_PROBLEM DESCRIPTION:_ How many lines in this data contain the string "BlockInsert"? Reply with the number only.

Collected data
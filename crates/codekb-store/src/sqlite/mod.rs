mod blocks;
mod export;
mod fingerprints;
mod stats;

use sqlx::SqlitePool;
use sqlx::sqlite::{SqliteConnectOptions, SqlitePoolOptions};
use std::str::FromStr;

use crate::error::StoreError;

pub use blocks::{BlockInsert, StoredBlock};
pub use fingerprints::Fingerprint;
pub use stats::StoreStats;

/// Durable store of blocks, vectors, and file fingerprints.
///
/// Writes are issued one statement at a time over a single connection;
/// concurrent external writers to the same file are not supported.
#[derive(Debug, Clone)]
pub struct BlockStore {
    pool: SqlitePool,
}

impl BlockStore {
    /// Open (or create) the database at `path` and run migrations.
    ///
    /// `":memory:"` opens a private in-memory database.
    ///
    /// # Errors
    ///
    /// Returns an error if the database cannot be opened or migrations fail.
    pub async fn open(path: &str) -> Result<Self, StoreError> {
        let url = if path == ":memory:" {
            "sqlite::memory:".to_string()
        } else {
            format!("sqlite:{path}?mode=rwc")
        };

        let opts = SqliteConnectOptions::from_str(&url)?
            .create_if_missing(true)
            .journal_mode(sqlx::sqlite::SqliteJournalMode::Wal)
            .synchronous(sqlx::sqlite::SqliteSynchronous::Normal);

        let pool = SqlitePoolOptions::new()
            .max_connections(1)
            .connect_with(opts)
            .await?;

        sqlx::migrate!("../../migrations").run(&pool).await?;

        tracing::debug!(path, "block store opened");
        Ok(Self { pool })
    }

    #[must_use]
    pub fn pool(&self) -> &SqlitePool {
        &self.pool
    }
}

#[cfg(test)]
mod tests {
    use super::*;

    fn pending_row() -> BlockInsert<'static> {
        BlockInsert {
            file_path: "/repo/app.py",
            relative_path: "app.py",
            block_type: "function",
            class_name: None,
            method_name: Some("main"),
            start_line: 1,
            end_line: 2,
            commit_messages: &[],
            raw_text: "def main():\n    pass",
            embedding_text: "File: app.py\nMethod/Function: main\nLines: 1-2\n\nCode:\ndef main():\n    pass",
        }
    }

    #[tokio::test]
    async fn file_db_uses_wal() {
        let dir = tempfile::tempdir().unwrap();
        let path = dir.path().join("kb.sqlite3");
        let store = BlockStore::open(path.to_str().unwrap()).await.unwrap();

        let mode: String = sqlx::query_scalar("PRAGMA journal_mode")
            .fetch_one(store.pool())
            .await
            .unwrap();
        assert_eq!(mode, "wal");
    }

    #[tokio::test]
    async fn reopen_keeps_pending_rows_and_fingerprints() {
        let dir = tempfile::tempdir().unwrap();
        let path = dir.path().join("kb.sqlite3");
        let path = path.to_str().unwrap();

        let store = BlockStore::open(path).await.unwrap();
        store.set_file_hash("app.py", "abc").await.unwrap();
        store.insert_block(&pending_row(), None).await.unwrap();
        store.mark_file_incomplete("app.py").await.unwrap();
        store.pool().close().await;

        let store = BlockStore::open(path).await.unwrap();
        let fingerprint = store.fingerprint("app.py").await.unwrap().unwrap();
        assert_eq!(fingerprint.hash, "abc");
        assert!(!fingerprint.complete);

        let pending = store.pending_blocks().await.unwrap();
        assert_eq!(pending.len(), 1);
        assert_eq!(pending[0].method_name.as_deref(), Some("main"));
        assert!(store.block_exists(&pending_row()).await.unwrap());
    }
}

_ANSWER TO THE PROBLEM:_ 3